Why Hamilton Lane closed Impact Fund II below $400m target

Many investors prefer individual mandates to invest in specific sustainability themes rather than pooled impact funds, says Hamilton Lane's co-head of impact, David Helgerson.

Hamilton Lane has closed its second impact fund at $370 million – just shy of its $400 million target, two years after it launched fundraising. While short of its initial target, the fund is nearly four times the size of its predecessor.

“We’re really pleased to close at that level,” David Helgerson, co-head of Hamilton Lane’s impact business, told New Private Markets. “It’s been a very interesting macro environment… But it’s a cautious environment.”

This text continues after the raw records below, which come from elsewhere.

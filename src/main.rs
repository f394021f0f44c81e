//! # CampaignIQ Main Entry Point
//!
//! `serve` (the default) runs the API and the background token refresh loop.
//! `migrate`, `seed-demo` and `reseal-tokens` are one-shot maintenance commands.

use std::sync::Arc;

use anyhow::{Context, Result};
use chrono::{Duration, Utc};
use clap::{Parser, Subcommand};
use tokio_util::sync::CancellationToken;

use campaigniq::{
    adapters::AdapterRegistry,
    auth::{DEFAULT_SESSION_TTL_DAYS, issue_session_token},
    config::{AppConfig, ConfigLoader},
    crypto::CryptoKey,
    date_range::DEFAULT_WINDOW_DAYS,
    db,
    demo::DemoContentProvider,
    repositories::{ConnectionRepository, InsightRepository, MetricsRepository, NewUser, UserRepository},
    server::{AppState, run_server},
    telemetry,
};

#[derive(Debug, Parser)]
#[command(name = "campaigniq", version, about = "Cross-platform ad performance analytics API")]
struct Cli {
    #[command(subcommand)]
    command: Option<Command>,
}

#[derive(Debug, Subcommand)]
enum Command {
    /// Run migrations, the token refresh loop and the HTTP API
    Serve,
    /// Apply database migrations and exit
    Migrate,
    /// Create a demo user with sample data and print a session token
    SeedDemo {
        #[arg(long)]
        email: String,
    },
    /// Encrypt any legacy plaintext tokens left in the database
    ResealTokens,
}

#[tokio::main]
async fn main() -> Result<()> {
    let cli = Cli::parse();

    // Load configuration from layered env files and variables
    let config = ConfigLoader::new().load().context("loading configuration")?;
    telemetry::init_tracing(&config).context("initializing telemetry")?;

    tracing::info!(profile = %config.profile, "Loaded configuration");
    if let Ok(redacted_json) = config.redacted_json() {
        tracing::debug!(configuration = %redacted_json, "Effective configuration");
    }

    let db = db::init_pool(&config).await?;

    match cli.command.unwrap_or(Command::Serve) {
        Command::Serve => serve(config, db).await,
        Command::Migrate => db::run_migrations(&db).await,
        Command::SeedDemo { email } => {
            db::run_migrations(&db).await?;
            seed_demo(&config, db, &email).await
        }
        Command::ResealTokens => {
            let key = CryptoKey::new(config.crypto_key.clone().context("crypto key is not configured")?)?;
            let connections = ConnectionRepository::new(Arc::new(db), key);
            let count = connections.reseal_legacy_tokens().await?;
            println!("Sealed legacy plaintext tokens on {count} connection(s).");
            Ok(())
        }
    }
}

async fn serve(config: AppConfig, db: sea_orm::DatabaseConnection) -> Result<()> {
    db::run_migrations(&db).await?;

    let config = Arc::new(config);
    let registry = AdapterRegistry::from_config(&config)?;
    let state = AppState::new(Arc::clone(&config), db, registry)?;

    let shutdown = CancellationToken::new();
    let refresh_loop = {
        let token_refresh = state.token_refresh.clone();
        let shutdown = shutdown.clone();
        tokio::spawn(async move { token_refresh.run(shutdown).await })
    };

    {
        let shutdown = shutdown.clone();
        tokio::spawn(async move {
            if let Err(error) = tokio::signal::ctrl_c().await {
                tracing::error!(error = %error, "Failed to listen for ctrl-c");
                return;
            }
            tracing::info!("Shutdown requested");
            shutdown.cancel();
        });
    }

    let served = run_server(state, shutdown.clone()).await;
    shutdown.cancel();
    if let Err(error) = refresh_loop.await {
        tracing::warn!(error = %error, "Token refresh loop ended abnormally");
    }
    served
}

async fn seed_demo(config: &AppConfig, db: sea_orm::DatabaseConnection, email: &str) -> Result<()> {
    let db = Arc::new(db);
    let users = UserRepository::new(Arc::clone(&db));
    let user = match users.find_by_email(email).await? {
        Some(user) => user,
        None => {
            users
                .create(NewUser {
                    email: email.to_string(),
                    name: Some("Demo User".to_string()),
                    ..Default::default()
                })
                .await?
        }
    };

    let provider = DemoContentProvider::new(
        MetricsRepository::new(Arc::clone(&db)),
        InsightRepository::new(db),
        config.assumed_value_per_conversion,
    );
    let report = provider
        .seed_user(user.id, Utc::now().date_naive(), DEFAULT_WINDOW_DAYS)
        .await?;

    let token = issue_session_token(config, user.id, Duration::days(DEFAULT_SESSION_TTL_DAYS))?;
    println!("user_id: {}", user.id);
    println!("metric_rows: {}", report.metric_rows);
    println!("insights: {}", report.insights);
    println!("session_token: {token}");
    Ok(())
}
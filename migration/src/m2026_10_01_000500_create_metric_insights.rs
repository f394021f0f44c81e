//! Migration to create the metric_insights table.

use sea_orm_migration::prelude::*;

#[derive(DeriveMigrationName)]
pub struct Migration;

#[async_trait::async_trait]
impl MigrationTrait for Migration {
    async fn up(&self, manager: &SchemaManager) -> Result<(), DbErr> {
        manager
            .create_table(
                Table::create()
                    .table(MetricInsights::Table)
                    .if_not_exists()
                    .col(
                        ColumnDef::new(MetricInsights::Id)
                            .uuid()
                            .not_null()
                            .primary_key(),
                    )
                    .col(ColumnDef::new(MetricInsights::UserId).uuid().not_null())
                    .col(ColumnDef::new(MetricInsights::InsightType).text().not_null())
                    .col(ColumnDef::new(MetricInsights::Title).text().not_null())
                    .col(ColumnDef::new(MetricInsights::Message).text().not_null())
                    .col(
                        ColumnDef::new(MetricInsights::CreatedAt)
                            .timestamp_with_time_zone()
                            .not_null()
                            .default(Expr::current_timestamp()),
                    )
                    .foreign_key(
                        ForeignKey::create()
                            .name("fk_metric_insights_user_id")
                            .from(MetricInsights::Table, MetricInsights::UserId)
                            .to(Users::Table, Users::Id)
                            .on_delete(ForeignKeyAction::Cascade),
                    )
                    .to_owned(),
            )
            .await?;

        manager
            .create_index(
                Index::create()
                    .name("idx_metric_insights_user_created")
                    .table(MetricInsights::Table)
                    .col(MetricInsights::UserId)
                    .col(MetricInsights::CreatedAt)
                    .to_owned(),
            )
            .await?;

        Ok(())
    }

    async fn down(&self, manager: &SchemaManager) -> Result<(), DbErr> {
        manager
            .drop_index(
                Index::drop()
                    .name("idx_metric_insights_user_created")
                    .to_owned(),
            )
            .await?;

        manager
            .drop_table(Table::drop().table(MetricInsights::Table).to_owned())
            .await
    }
}

#[derive(DeriveIden)]
enum MetricInsights {
    Table,
    Id,
    UserId,
    InsightType,
    Title,
    Message,
    CreatedAt,
}

#[derive(DeriveIden)]
enum Users {
    Table,
    Id,
}
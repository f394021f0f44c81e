//! # Data Models
//!
//! SeaORM entities backing the CampaignIQ API, plus small shared response types.

use serde::{Deserialize, Serialize};
use utoipa::ToSchema;

pub mod campaign_metric;
pub mod metric_insight;
pub mod oauth_state;
pub mod platform_connection;
pub mod user;

pub use campaign_metric::Entity as CampaignMetric;
pub use metric_insight::Entity as MetricInsight;
pub use oauth_state::Entity as OAuthState;
pub use platform_connection::Entity as PlatformConnection;
pub use user::Entity as User;

/// Basic service information response
#[derive(Debug, Clone, Serialize, Deserialize, ToSchema)]
pub struct ServiceInfo {
    /// The name of the service
    pub service: String,
    /// The version of the service
    pub version: String,
    /// `ok` when the database answered
    pub status: String,
}

impl ServiceInfo {
    pub fn with_status(status: &str) -> Self {
        Self {
            service: "campaigniq".to_string(),
            version: env!("CARGO_PKG_VERSION").to_string(),
            status: status.to_string(),
        }
    }
}
//! Migration to create the campaign_metrics table.
//!
//! Normalized per-campaign, per-day rows. No unique key:
//! ingestion appends, and the sync path replaces whole windows instead.

use sea_orm_migration::prelude::*;

#[derive(DeriveMigrationName)]
pub struct Migration;

#[async_trait::async_trait]
impl MigrationTrait for Migration {
    async fn up(&self, manager: &SchemaManager) -> Result<(), DbErr> {
        manager
            .create_table(
                Table::create()
                    .table(CampaignMetrics::Table)
                    .if_not_exists()
                    .col(
                        ColumnDef::new(CampaignMetrics::Id)
                            .uuid()
                            .not_null()
                            .primary_key(),
                    )
                    .col(ColumnDef::new(CampaignMetrics::UserId).uuid().not_null())
                    .col(ColumnDef::new(CampaignMetrics::Platform).text().not_null())
                    .col(
                        ColumnDef::new(CampaignMetrics::PlatformConnectionId)
                            .uuid()
                            .null(),
                    )
                    .col(ColumnDef::new(CampaignMetrics::CampaignId).text().not_null())
                    .col(
                        ColumnDef::new(CampaignMetrics::CampaignName)
                            .text()
                            .not_null(),
                    )
                    .col(ColumnDef::new(CampaignMetrics::Date).date().not_null())
                    .col(ColumnDef::new(CampaignMetrics::Spend).double().null())
                    .col(ColumnDef::new(CampaignMetrics::Impressions).big_integer().null())
                    .col(ColumnDef::new(CampaignMetrics::Clicks).big_integer().null())
                    .col(ColumnDef::new(CampaignMetrics::Conversions).double().null())
                    .col(
                        ColumnDef::new(CampaignMetrics::CostPerConversion)
                            .double()
                            .null(),
                    )
                    .col(ColumnDef::new(CampaignMetrics::ConversionRate).double().null())
                    .col(ColumnDef::new(CampaignMetrics::Ctr).double().null())
                    .col(ColumnDef::new(CampaignMetrics::Cpc).double().null())
                    .col(ColumnDef::new(CampaignMetrics::Roas).double().null())
                    .col(ColumnDef::new(CampaignMetrics::ConversionValue).double().null())
                    .col(
                        ColumnDef::new(CampaignMetrics::CreatedAt)
                            .timestamp_with_time_zone()
                            .not_null()
                            .default(Expr::current_timestamp()),
                    )
                    .foreign_key(
                        ForeignKey::create()
                            .name("fk_campaign_metrics_user_id")
                            .from(CampaignMetrics::Table, CampaignMetrics::UserId)
                            .to(Users::Table, Users::Id)
                            .on_delete(ForeignKeyAction::Cascade),
                    )
                    // Historical rows survive disconnection
                    .foreign_key(
                        ForeignKey::create()
                            .name("fk_campaign_metrics_platform_connection_id")
                            .from(
                                CampaignMetrics::Table,
                                CampaignMetrics::PlatformConnectionId,
                            )
                            .to(PlatformConnections::Table, PlatformConnections::Id)
                            .on_delete(ForeignKeyAction::SetNull),
                    )
                    .to_owned(),
            )
            .await?;

        manager
            .create_index(
                Index::create()
                    .name("idx_campaign_metrics_user_date")
                    .table(CampaignMetrics::Table)
                    .col(CampaignMetrics::UserId)
                    .col(CampaignMetrics::Date)
                    .to_owned(),
            )
            .await?;

        manager
            .create_index(
                Index::create()
                    .name("idx_campaign_metrics_user_platform_date")
                    .table(CampaignMetrics::Table)
                    .col(CampaignMetrics::UserId)
                    .col(CampaignMetrics::Platform)
                    .col(CampaignMetrics::Date)
                    .to_owned(),
            )
            .await?;

        Ok(())
    }

    async fn down(&self, manager: &SchemaManager) -> Result<(), DbErr> {
        manager
            .drop_index(
                Index::drop()
                    .name("idx_campaign_metrics_user_platform_date")
                    .to_owned(),
            )
            .await?;
        manager
            .drop_index(Index::drop().name("idx_campaign_metrics_user_date").to_owned())
            .await?;

        manager
            .drop_table(Table::drop().table(CampaignMetrics::Table).to_owned())
            .await
    }
}

#[derive(DeriveIden)]
enum CampaignMetrics {
    Table,
    Id,
    UserId,
    Platform,
    PlatformConnectionId,
    CampaignId,
    CampaignName,
    Date,
    Spend,
    Impressions,
    Clicks,
    Conversions,
    CostPerConversion,
    ConversionRate,
    Ctr,
    Cpc,
    Roas,
    ConversionValue,
    CreatedAt,
}

#[derive(DeriveIden)]
enum Users {
    Table,
    Id,
}

#[derive(DeriveIden)]
enum PlatformConnections {
    Table,
    Id,
}
//! Demo content seeding.

mod test_utils;

use std::sync::Arc;

use campaigniq::aggregation::AggregationEngine;
use campaigniq::date_range::{DEFAULT_WINDOW_DAYS, DateRange};
use campaigniq::demo::{DEMO_CAMPAIGN_PREFIX, DemoContentProvider};
use campaigniq::platform::Platform;
use campaigniq::repositories::{InsightRepository, MetricsRepository};
use test_utils::{connection_repo, create_user, day, setup_test_db_arc};

#[tokio::test]
async fn seeding_is_idempotent_and_feeds_the_views() {
    let db = setup_test_db_arc().await.unwrap();
    let user = create_user(db.clone(), "demo@campaigniq.test").await.unwrap();
    let today = day(2024, 6, 30);

    let provider = DemoContentProvider::new(
        MetricsRepository::new(db.clone()),
        InsightRepository::new(db.clone()),
        100.0,
    );
    let first = provider.seed_user(user, today, DEFAULT_WINDOW_DAYS).await.unwrap();
    assert_eq!(first.metric_rows, 5 * DEFAULT_WINDOW_DAYS);
    assert_eq!(first.insights, 2);

    let second = provider.seed_user(user, today, DEFAULT_WINDOW_DAYS).await.unwrap();
    assert_eq!(second.metric_rows, 0);
    assert_eq!(second.insights, 0);

    let engine = AggregationEngine::new(
        MetricsRepository::new(db.clone()),
        Arc::new(connection_repo(db.clone())),
        InsightRepository::new(db),
        100.0,
    );
    let window = DateRange::last_days(today, DEFAULT_WINDOW_DAYS - 1);

    let top = engine.get_top_campaigns(user, window, 2, None).await.unwrap();
    assert_eq!(top.len(), 2);
    assert!(top.iter().all(|c| c.campaign_id.starts_with(DEMO_CAMPAIGN_PREFIX)));
    assert!((top[0].roas - 4.2).abs() < 1e-6);
    assert_eq!(top[0].platform, Platform::GoogleAds);
    assert!((top[1].roas - 3.8).abs() < 1e-6);

    let insights = engine.get_metric_insights(user, today).await.unwrap();
    assert!(insights.iter().any(|i| i.title == "Welcome to CampaignIQ"));
}
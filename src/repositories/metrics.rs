//! Campaign metrics repository (the metrics store)
//!
//! Rows are append-only. `append_metrics` never deduplicates; the sync path
//! uses [`MetricsRepository::replace_window`] so a re-fetch swaps a window of
//! rows instead of double counting it.

use anyhow::Result;
use chrono::{NaiveDate, Utc};
use sea_orm::{
    ColumnTrait, ConnectionTrait, DatabaseConnection, EntityTrait, QueryFilter, QueryOrder, Set,
    TransactionTrait,
};
use std::sync::Arc;
use uuid::Uuid;

use crate::date_range::DateRange;
use crate::models::campaign_metric::{self, Entity as CampaignMetric};
use crate::platform::Platform;

/// Rows per INSERT statement. Each row binds 18 parameters; SQLite caps a
/// statement at 32766 and Postgres at 65535.
pub const INSERT_CHUNK_ROWS: usize = 500;

/// A normalized metric row ready to be stored.
#[derive(Debug, Clone, PartialEq)]
pub struct NewCampaignMetric {
    pub user_id: Uuid,
    pub platform: Platform,
    pub platform_connection_id: Option<Uuid>,
    pub campaign_id: String,
    pub campaign_name: String,
    pub date: NaiveDate,
    pub spend: Option<f64>,
    pub impressions: Option<i64>,
    pub clicks: Option<i64>,
    pub conversions: Option<f64>,
    pub cost_per_conversion: Option<f64>,
    pub conversion_rate: Option<f64>,
    pub ctr: Option<f64>,
    pub cpc: Option<f64>,
    pub roas: Option<f64>,
    pub conversion_value: Option<f64>,
}

impl NewCampaignMetric {
    /// A row with every measure unreported.
    pub fn new(
        user_id: Uuid,
        platform: Platform,
        campaign_id: impl Into<String>,
        campaign_name: impl Into<String>,
        date: NaiveDate,
    ) -> Self {
        Self {
            user_id,
            platform,
            platform_connection_id: None,
            campaign_id: campaign_id.into(),
            campaign_name: campaign_name.into(),
            date,
            spend: None,
            impressions: None,
            clicks: None,
            conversions: None,
            cost_per_conversion: None,
            conversion_rate: None,
            ctr: None,
            cpc: None,
            roas: None,
            conversion_value: None,
        }
    }

    fn into_active_model(self) -> campaign_metric::ActiveModel {
        campaign_metric::ActiveModel {
            id: Set(Uuid::new_v4()),
            user_id: Set(self.user_id),
            platform: Set(self.platform.as_str().to_string()),
            platform_connection_id: Set(self.platform_connection_id),
            campaign_id: Set(self.campaign_id),
            campaign_name: Set(self.campaign_name),
            date: Set(self.date),
            spend: Set(self.spend),
            impressions: Set(self.impressions),
            clicks: Set(self.clicks),
            conversions: Set(self.conversions),
            cost_per_conversion: Set(self.cost_per_conversion),
            conversion_rate: Set(self.conversion_rate),
            ctr: Set(self.ctr),
            cpc: Set(self.cpc),
            roas: Set(self.roas),
            conversion_value: Set(self.conversion_value),
            created_at: Set(Utc::now().into()),
        }
    }
}

#[derive(Debug, Clone)]
pub struct MetricsRepository {
    db: Arc<DatabaseConnection>,
}

impl MetricsRepository {
    pub fn new(db: Arc<DatabaseConnection>) -> Self {
        Self { db }
    }

    /// Bulk-inserts rows as given
    pub async fn append_metrics(&self, rows: Vec<NewCampaignMetric>) -> Result<u64> {
        if rows.is_empty() {
            return Ok(0);
        }
        let txn = self.db.begin().await?;
        let count = insert_chunked(&txn, rows).await?;
        txn.commit().await?;
        Ok(count)
    }

    /// Rows for a user whose `date` falls inside `range` (both ends inclusive)
    pub async fn query_metrics(
        &self,
        user_id: Uuid,
        range: DateRange,
        platform: Option<Platform>,
    ) -> Result<Vec<campaign_metric::Model>> {
        let mut query = CampaignMetric::find()
            .filter(campaign_metric::Column::UserId.eq(user_id))
            .filter(campaign_metric::Column::Date.gte(range.start))
            .filter(campaign_metric::Column::Date.lte(range.end));

        if let Some(platform) = platform {
            query = query.filter(campaign_metric::Column::Platform.eq(platform.as_str()));
        }

        Ok(query
            .order_by_asc(campaign_metric::Column::Date)
            .order_by_asc(campaign_metric::Column::Platform)
            .order_by_asc(campaign_metric::Column::CampaignId)
            .all(&*self.db)
            .await?)
    }

    /// Atomically replaces every row of `(user, platform)` inside `range` with `rows`.
    ///
    /// Returns `(deleted, inserted)`.
    pub async fn replace_window(
        &self,
        user_id: Uuid,
        platform: Platform,
        range: DateRange,
        rows: Vec<NewCampaignMetric>,
    ) -> Result<(u64, u64)> {
        let txn = self.db.begin().await?;

        let deleted = CampaignMetric::delete_many()
            .filter(campaign_metric::Column::UserId.eq(user_id))
            .filter(campaign_metric::Column::Platform.eq(platform.as_str()))
            .filter(campaign_metric::Column::Date.gte(range.start))
            .filter(campaign_metric::Column::Date.lte(range.end))
            .exec(&txn)
            .await?
            .rows_affected;

        let inserted = insert_chunked(&txn, rows).await?;

        txn.commit().await?;
        Ok((deleted, inserted))
    }
}

async fn insert_chunked<C: ConnectionTrait>(conn: &C, rows: Vec<NewCampaignMetric>) -> Result<u64> {
    let count = rows.len() as u64;
    let mut rows = rows.into_iter().peekable();
    while rows.peek().is_some() {
        let chunk: Vec<_> = rows
            .by_ref()
            .take(INSERT_CHUNK_ROWS)
            .map(NewCampaignMetric::into_active_model)
            .collect();
        CampaignMetric::insert_many(chunk)
            .exec_without_returning(conn)
            .await?;
    }
    Ok(count)
}
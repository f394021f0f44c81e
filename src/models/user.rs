//! User entity model
//!
//! Users are created on first login through the external identity provider
//! and own every connection, metric row and insight.

use sea_orm::ActiveModelBehavior;
use sea_orm::entity::prelude::*;
use sea_orm::prelude::DateTimeWithTimeZone;
use uuid::Uuid;

#[derive(Clone, Debug, PartialEq, Eq, DeriveEntityModel)]
#[sea_orm(table_name = "users")]
pub struct Model {
    #[sea_orm(primary_key, auto_increment = false)]
    pub id: Uuid,

    /// Subject id from the identity provider (unique when present)
    pub google_id: Option<String>,

    /// Unique email address
    pub email: String,

    pub name: Option<String>,

    pub avatar_url: Option<String>,

    pub created_at: DateTimeWithTimeZone,

    pub updated_at: DateTimeWithTimeZone,
}

#[derive(Copy, Clone, Debug, EnumIter, DeriveRelation)]
pub enum Relation {
    #[sea_orm(has_many = "super::platform_connection::Entity")]
    PlatformConnections,
}

impl Related<super::platform_connection::Entity> for Entity {
    fn to() -> RelationDef {
        Relation::PlatformConnections.def()
    }
}

impl ActiveModelBehavior for ActiveModel {}
//! # Repository Layer
//!
//! Repository implementations that encapsulate SeaORM operations for each
//! table, scoped by the owning user.

pub mod connection;
pub mod insight;
pub mod metrics;
pub mod oauth_state;
pub mod user;

pub use connection::{ConnectionCandidate, ConnectionRepository, ConnectionTokens};
pub use insight::InsightRepository;
pub use metrics::{MetricsRepository, NewCampaignMetric};
pub use oauth_state::{OAuthStateRepository, PendingAuthorization};
pub use user::{NewUser, UserRepository};
//! # OAuth State Repository
//!
//! Pending authorizations, keyed by (user, platform). Each entry is read at
//! most once: the callback consumes it whether or not the exchange succeeds.

use chrono::{DateTime, Duration, Utc};
use sea_orm::prelude::DateTimeWithTimeZone;
use sea_orm::{
    ColumnTrait, DatabaseConnection, DbErr, EntityTrait, QueryFilter, Set, TransactionTrait,
};
use std::sync::Arc;
use uuid::Uuid;

use crate::models::oauth_state::{self, ActiveModel, Entity, Model};
use crate::platform::Platform;

/// What the connect step remembers for the callback
#[derive(Debug, Clone)]
pub struct PendingAuthorization {
    pub state: String,
    pub code_verifier: Option<String>,
    pub client_pkce: bool,
}

/// Repository for OAuth state database operations
#[derive(Debug, Clone)]
pub struct OAuthStateRepository {
    db: Arc<DatabaseConnection>,
}

impl OAuthStateRepository {
    pub fn new(db: Arc<DatabaseConnection>) -> Self {
        Self { db }
    }

    /// Stores a pending authorization, replacing any earlier one for the pair
    pub async fn create_or_replace(
        &self,
        user_id: Uuid,
        platform: Platform,
        pending: PendingAuthorization,
        ttl: Duration,
    ) -> Result<Model, DbErr> {
        let now = Utc::now();
        let model = Model {
            id: Uuid::new_v4(),
            user_id,
            platform: platform.as_str().to_string(),
            state: pending.state,
            code_verifier: pending.code_verifier,
            client_pkce: pending.client_pkce,
            expires_at: (now + ttl).into(),
            created_at: now.into(),
        };

        let txn = self.db.begin().await?;
        Entity::delete_many()
            .filter(oauth_state::Column::UserId.eq(user_id))
            .filter(oauth_state::Column::Platform.eq(platform.as_str()))
            .exec(&txn)
            .await?;

        let active = ActiveModel {
            id: Set(model.id),
            user_id: Set(model.user_id),
            platform: Set(model.platform.clone()),
            state: Set(model.state.clone()),
            code_verifier: Set(model.code_verifier.clone()),
            client_pkce: Set(model.client_pkce),
            expires_at: Set(model.expires_at),
            created_at: Set(model.created_at),
        };
        // Avoid RETURNING so the insert does not need to unpack a UUID key on SQLite
        Entity::insert(active).exec_without_returning(&txn).await?;
        txn.commit().await?;

        Ok(model)
    }

    /// Removes and returns the pending authorization for the pair, expired or not
    pub async fn find_and_consume(
        &self,
        user_id: Uuid,
        platform: Platform,
    ) -> Result<Option<Model>, DbErr> {
        let pending = Entity::find()
            .filter(oauth_state::Column::UserId.eq(user_id))
            .filter(oauth_state::Column::Platform.eq(platform.as_str()))
            .one(&*self.db)
            .await?;

        let Some(pending) = pending else {
            return Ok(None);
        };

        // A concurrent callback may have consumed it first; only one caller wins the delete
        let deleted = Entity::delete_by_id(pending.id).exec(&*self.db).await?;
        if deleted.rows_affected == 0 {
            return Ok(None);
        }

        Ok(Some(pending))
    }

    /// Deletes entries that expired before `now`; returns how many went
    pub async fn cleanup_expired(&self, now: DateTime<Utc>) -> Result<u64, DbErr> {
        let now: DateTimeWithTimeZone = now.into();
        let result = Entity::delete_many()
            .filter(oauth_state::Column::ExpiresAt.lt(now))
            .exec(&*self.db)
            .await?;
        Ok(result.rows_affected)
    }
}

Several impact fund managers’ raises have been impeded by the macro-environment, with LPs tightening their belts on private equity: Two Sigma and Energy Impact Partners closed impact funds below target earlier this year, while TPG Rise III may miss its $3 billion target, chief financial officer Jack Weingart said in May.

Hamilton Lane launched the fund in April 2021 as the successor to HLIF I, which raised $98 million. The fund spans buyout, growth, late-stage venture and real assets investments for environmental and social impact. It has made nine investments so far, according to a statement from the firm last month.

As well as macroeconomic conditions, Hamilton Lane’s fundraise was impacted by some investors’ continuing appetite for segregated mandates – rather than pooled funds – for their impact portfolios. Since commencing fundraising for Impact Fund II, Hamilton Lane has raised “over $500 million” for sustainable themes in segregated mandate accounts – investors creating pools of capital for the firm to invest directly in portfolio companies – according to a press release from the firm.

There are several reasons that many investors have this preference. “Some of it is just excess demand,” said Helgerson: some investors have a threshold for the proportion of a fund that they occupy, and put the remainder of their impact allocation in a separate account.

The wide range of investors’ preferences for impact includes those that are too particular for a pooled vehicle at one end, and those that are too agnostic at the other. “Every investor has their own goals, portfolio needs and comfort levels with their perceptions of risk and return. There are faster adopters and slower adopters to impact and sustainable strategies,” said Helgerson.

On the more agnostic side, “some investors say, ‘I’m looking for both attractive investments, and to avoid exposures such as traditional fossil fuels, or areas that present greater risk or have potentially bad headline exposure,’” said Helgerson. For example, “we have some major sovereign wealth fund clients who want to shift everything into sustainable strategies. This allows them to take a broad view and focus on making sure that they’re investing sustainably, versus being narrowly-focused on exactly where that capital is going”.

Other investors have very specific impact goals or thematic preferences, such as “digital health or energy transition”. “One of the challenges of social impact investing is making it relevant to the ultimate investor, as there is a breadth of diverse opportunities to support,” said Helgerson.

Hamilton Lane’s impact fund “targets broader, more universal areas of social interest… to appeal to diverse group of investors”, but many investors will still prefer their pools of capital to be separately managed to achieve more specific impact.

Separately managed accounts also do not need to be categorised by Articles 6, 8 or 9 of the SFDR – which means capital can be invested in “great companies… that are very sustainable and world-positive, but that don’t fit within [an Article 9 fund]”. Impact Fund II is an Article 9 fund, so it cannot be invested into companies that are not already “sustainable”.

“Separate accounts also allow a bit more flexibility or customisation and for clients to weigh in and be involved in the portfolio buildout,” Helgerson added.

Does this mean Hamilton Lane will focus its impact and sustainable investing business on separately managed accounts rather than raising pooled funds in the future? Helgerson said via email: “We believe there are long-term, secular, macro drivers that will continue to make the themes we are investing in across our impact and sustainable strategies attractive… We’ll evolve to support our clients with strategies that make sense for the economic environment at the time.”